#### PROMPT
The answer must be the full listing, written out exactly.

● ● ● ● ●

use crate::item::ShoppingItem;

use super::proto::ShoppingItem as ProtoShoppingItem;

pub fn item_to_proto(item: &ShoppingItem) -> ProtoShoppingItem {
    ProtoShoppingItem {
        id: item.id,
        text: item.text.clone(),
        description: item.description.clone(),
        completed: item.completed,
        created_at: item.created_at,
        due_date: item.due_date,
    }
}

pub fn proto_to_item(item: ProtoShoppingItem) -> ShoppingItem {
    ShoppingItem {
        id: item.id,
        text: item.text,
        description: item.description,
        completed: item.completed,
        created_at: item.created_at,
        due_date: item.due_date,
    }
}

● ● ● ● ●

#### YOUR RESPONSE
use crate::item::ShoppingItem;

use super::proto::ShoppingItem as ProtoShoppingItem;

pub fn item_to_proto(item: &ShoppingItem) -> ProtoShoppingItem {
    ProtoShoppingItem {
        id: item.id,
        text: item.text.clone(),
        description: item.description.clone(),
        completed: item.completed,
        created_at: item.created_at,
        due_date: item.due_date,
    }
}

pub fn proto_to_item(item: ProtoShoppingItem) -> ShoppingItem {
    ShoppingItem {
        id: item.id,
        text: item.text,
        description: item.description,
        completed: item.completed,
        created_at: item.created_at,
        due_date: item.due_date,
    }
}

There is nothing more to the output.